DEREK BERES: Some people. I think overall, we both, as we discussed previously, when you were on Conspirituality podcast, we both worked at Equinox in Los Angeles. And I think one of the good things that I personally took from being at Equinox for 17 years, first in New York and then in Los Angeles, is that unlike a lot of traditional yoga or wellness spaces, you had a wide range of people who went there. So you didn't get as much into the pseudoscience. You got some of it.

So all that said, I was embedded in the Los Angeles yoga community, but I also had a lot of all of my classes were at Equinox, so I didn't get a lot of the sort of cancer blaming or the holistic idealism, like don't do chemotherapy sort of mindset from the people that I was training and teaching, but from the broader community, when I went outside of that, you would hear that type of language that you could instead use juices or shamanic cleanses for cancer instead of having to go through chemotherapy.

So I would say there was some of that, but definitely not the overriding message and I'm pretty thankful for that because I can imagine someone immersed in those communities without having a lot of doctors and nurses as students, for example, as I did. You would have a much different experience than I did.
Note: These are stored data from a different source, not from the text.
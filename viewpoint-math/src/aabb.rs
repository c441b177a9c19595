use nalgebra::Vector3;

/// Axis-aligned bounding box, along with the eye-classification machinery
/// needed to extract the silhouette of a box as seen from an external point.
#[derive(Copy, Clone, Debug, PartialEq)]
pub struct AxisAlignedBoundingBox {
    pub min: Vector3<f32>,
    pub max: Vector3<f32>,
}

impl Default for AxisAlignedBoundingBox {
    #[inline]
    fn default() -> Self {
        Self {
            min: Vector3::new(f32::MAX, f32::MAX, f32::MAX),
            max: Vector3::new(-f32::MAX, -f32::MAX, -f32::MAX),
        }
    }
}

impl AxisAlignedBoundingBox {
    #[inline]
    pub const fn from_min_max(min: Vector3<f32>, max: Vector3<f32>) -> Self {
        Self { min, max }
    }

    #[inline]
    pub fn from_point(point: Vector3<f32>) -> Self {
        Self {
            min: point,
            max: point,
        }
    }

    #[inline]
    pub fn from_points(points: &[Vector3<f32>]) -> Self {
        let mut aabb = Self::default();
        for p in points {
            aabb.add_point(*p);
        }
        aabb
    }

    #[inline]
    pub fn add_point(&mut self, a: Vector3<f32>) {
        self.min.x = self.min.x.min(a.x);
        self.min.y = self.min.y.min(a.y);
        self.min.z = self.min.z.min(a.z);
        self.max.x = self.max.x.max(a.x);
        self.max.y = self.max.y.max(a.y);
        self.max.z = self.max.z.max(a.z);
    }

    #[inline]
    pub fn center(&self) -> Vector3<f32> {
        (self.max + self.min).scale(0.5)
    }

    #[inline]
    pub fn half_extents(&self) -> Vector3<f32> {
        (self.max - self.min).scale(0.5)
    }

    /// Half-diagonal of the box, used as the target's bounding-sphere radius.
    #[inline]
    pub fn bounding_sphere_radius(&self) -> f32 {
        self.half_extents().norm()
    }

    #[inline]
    pub fn is_valid(&self) -> bool {
        self.max.x >= self.min.x && self.max.y >= self.min.y && self.max.z >= self.min.z
    }

    #[inline]
    pub fn is_contains_point(&self, point: Vector3<f32>) -> bool {
        point.x >= self.min.x
            && point.x <= self.max.x
            && point.y >= self.min.y
            && point.y <= self.max.y
            && point.z >= self.min.z
            && point.z <= self.max.z
    }

    #[inline]
    pub fn is_intersects_sphere(&self, position: Vector3<f32>, radius: f32) -> bool {
        let r2 = radius.powi(2);
        let mut dmin = 0.0;

        if position.x < self.min.x {
            dmin += (position.x - self.min.x).powi(2);
        } else if position.x > self.max.x {
            dmin += (position.x - self.max.x).powi(2);
        }
        if position.y < self.min.y {
            dmin += (position.y - self.min.y).powi(2);
        } else if position.y > self.max.y {
            dmin += (position.y - self.max.y).powi(2);
        }
        if position.z < self.min.z {
            dmin += (position.z - self.min.z).powi(2);
        } else if position.z > self.max.z {
            dmin += (position.z - self.max.z).powi(2);
        }

        dmin <= r2 || self.is_contains_point(position)
    }

    /// The 8 corners of the box, in a fixed order.
    #[inline]
    pub fn corners(&self) -> [Vector3<f32>; 8] {
        [
            Vector3::new(self.min.x, self.min.y, self.min.z),
            Vector3::new(self.max.x, self.min.y, self.min.z),
            Vector3::new(self.min.x, self.max.y, self.min.z),
            Vector3::new(self.max.x, self.max.y, self.min.z),
            Vector3::new(self.min.x, self.min.y, self.max.z),
            Vector3::new(self.max.x, self.min.y, self.max.z),
            Vector3::new(self.min.x, self.max.y, self.max.z),
            Vector3::new(self.max.x, self.max.y, self.max.z),
        ]
    }

    /// Classifies `eye` against the box's 6 half-spaces into a 6-bit region
    /// code (bit per half-space: -x,+x,-y,+y,-z,+z). Zero means the eye is
    /// inside the box. At most one bit per axis can be set.
    #[inline]
    pub fn eye_region_code(&self, eye: Vector3<f32>) -> u8 {
        let mut code = 0u8;
        if eye.x < self.min.x {
            code |= 1 << 0;
        } else if eye.x > self.max.x {
            code |= 1 << 1;
        }
        if eye.y < self.min.y {
            code |= 1 << 2;
        } else if eye.y > self.max.y {
            code |= 1 << 3;
        }
        if eye.z < self.min.z {
            code |= 1 << 4;
        } else if eye.z > self.max.z {
            code |= 1 << 5;
        }
        code
    }

    /// Returns the vertices of the box visible from `eye`, unordered.
    ///
    /// An empty result means the eye is inside the box (code 0). Each set bit
    /// of the region code names one of the box's faces as front-facing; the
    /// visible vertex set is the union of those faces' corners, minus the
    /// single corner that all three faces share when exactly three faces are
    /// visible (that corner always projects inside the silhouette formed by
    /// the other six, so it never contributes to the outline).
    pub fn visible_vertices(&self, eye: Vector3<f32>) -> Vec<Vector3<f32>> {
        let code = self.eye_region_code(eye);
        if code == 0 {
            return Vec::new();
        }

        let mut faces: Vec<(usize, bool)> = Vec::with_capacity(3);
        if code & (1 << 0) != 0 {
            faces.push((0, false));
        }
        if code & (1 << 1) != 0 {
            faces.push((0, true));
        }
        if code & (1 << 2) != 0 {
            faces.push((1, false));
        }
        if code & (1 << 3) != 0 {
            faces.push((1, true));
        }
        if code & (1 << 4) != 0 {
            faces.push((2, false));
        }
        if code & (1 << 5) != 0 {
            faces.push((2, true));
        }

        let belongs = |v: Vector3<f32>, axis: usize, is_max: bool| -> bool {
            let target = if is_max { self.max[axis] } else { self.min[axis] };
            (v[axis] - target).abs() <= f32::EPSILON.max(target.abs() * 1.0e-5)
        };

        self.corners()
            .into_iter()
            .filter(|&c| {
                let touching = faces.iter().filter(|&&(a, m)| belongs(c, a, m)).count();
                touching > 0 && !(faces.len() == 3 && touching == 3)
            })
            .collect()
    }
}

#[cfg(test)]
mod tests {
    use super::*;

    #[test]
    fn default_is_invalid() {
        assert!(!AxisAlignedBoundingBox::default().is_valid());
    }

    #[test]
    fn from_points_covers_all() {
        let pts = [
            Vector3::new(-1.0, -1.0, -1.0),
            Vector3::new(0.0, 2.0, 0.0),
            Vector3::new(1.0, 1.0, 1.0),
        ];
        let b = AxisAlignedBoundingBox::from_points(&pts);
        assert_eq!(b.min, Vector3::new(-1.0, -1.0, -1.0));
        assert_eq!(b.max, Vector3::new(1.0, 2.0, 1.0));
    }

    #[test]
    fn eye_inside_has_no_visible_vertices() {
        let b = AxisAlignedBoundingBox::from_min_max(
            Vector3::new(-1.0, -1.0, -1.0),
            Vector3::new(1.0, 1.0, 1.0),
        );
        assert!(b.visible_vertices(Vector3::new(0.0, 0.0, 0.0)).is_empty());
    }

    #[test]
    fn eye_facing_single_face_sees_four_vertices() {
        let b = AxisAlignedBoundingBox::from_min_max(
            Vector3::new(-1.0, -1.0, -1.0),
            Vector3::new(1.0, 1.0, 1.0),
        );
        // Eye straight out along +z, well within x/y range: only +z face visible.
        let verts = b.visible_vertices(Vector3::new(0.0, 0.0, 5.0));
        assert_eq!(verts.len(), 4);
        assert!(verts.iter().all(|v| (v.z - 1.0).abs() < 1.0e-6));
    }

    #[test]
    fn eye_facing_edge_sees_six_vertices() {
        let b = AxisAlignedBoundingBox::from_min_max(
            Vector3::new(-1.0, -1.0, -1.0),
            Vector3::new(1.0, 1.0, 1.0),
        );
        // Eye beyond +x and +y, within z range: edge-on view of two faces.
        let verts = b.visible_vertices(Vector3::new(5.0, 5.0, 0.0));
        assert_eq!(verts.len(), 6);
    }

    #[test]
    fn eye_facing_corner_sees_six_vertices_excluding_near_and_far() {
        let b = AxisAlignedBoundingBox::from_min_max(
            Vector3::new(-1.0, -1.0, -1.0),
            Vector3::new(1.0, 1.0, 1.0),
        );
        let verts = b.visible_vertices(Vector3::new(5.0, 5.0, 5.0));
        assert_eq!(verts.len(), 6);
        // Neither the near corner (1,1,1) nor the far corner (-1,-1,-1) is in the set.
        assert!(!verts.iter().any(|v| (*v - Vector3::new(1.0, 1.0, 1.0)).norm() < 1.0e-6));
        assert!(!verts
            .iter()
            .any(|v| (*v - Vector3::new(-1.0, -1.0, -1.0)).norm() < 1.0e-6));
    }

    #[test]
    fn sphere_intersection() {
        let b = AxisAlignedBoundingBox::from_min_max(
            Vector3::new(-1.0, -1.0, -1.0),
            Vector3::new(1.0, 1.0, 1.0),
        );
        assert!(b.is_intersects_sphere(Vector3::new(0.0, 0.0, 0.0), 0.1));
        assert!(b.is_intersects_sphere(Vector3::new(2.0, 0.0, 0.0), 1.5));
        assert!(!b.is_intersects_sphere(Vector3::new(10.0, 10.0, 10.0), 1.0));
    }
}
BEN COHEN: So to what extent would you say that you bought into some of the more what you would now regard as conspiracy theory, new age fad nonsense?

DEREK BERES: I think I was much more involved in that in college in the mid 90s. At that time, I was both taking a lot of psychedelics and I was also studying religion, which is what I got my degree in, but my focus and emphasis was on Eastern religions. And so at that time, I, when you're, when you're having an LSD or a psilocybin experience weekly for a year and a half as I did, sometimes more than once a week and you're around all these people with these ideologies, you get very embedded in this sense of mysticism and in very deeply inflated sense of your own self worth and ego to degrees that I don't think are healthy.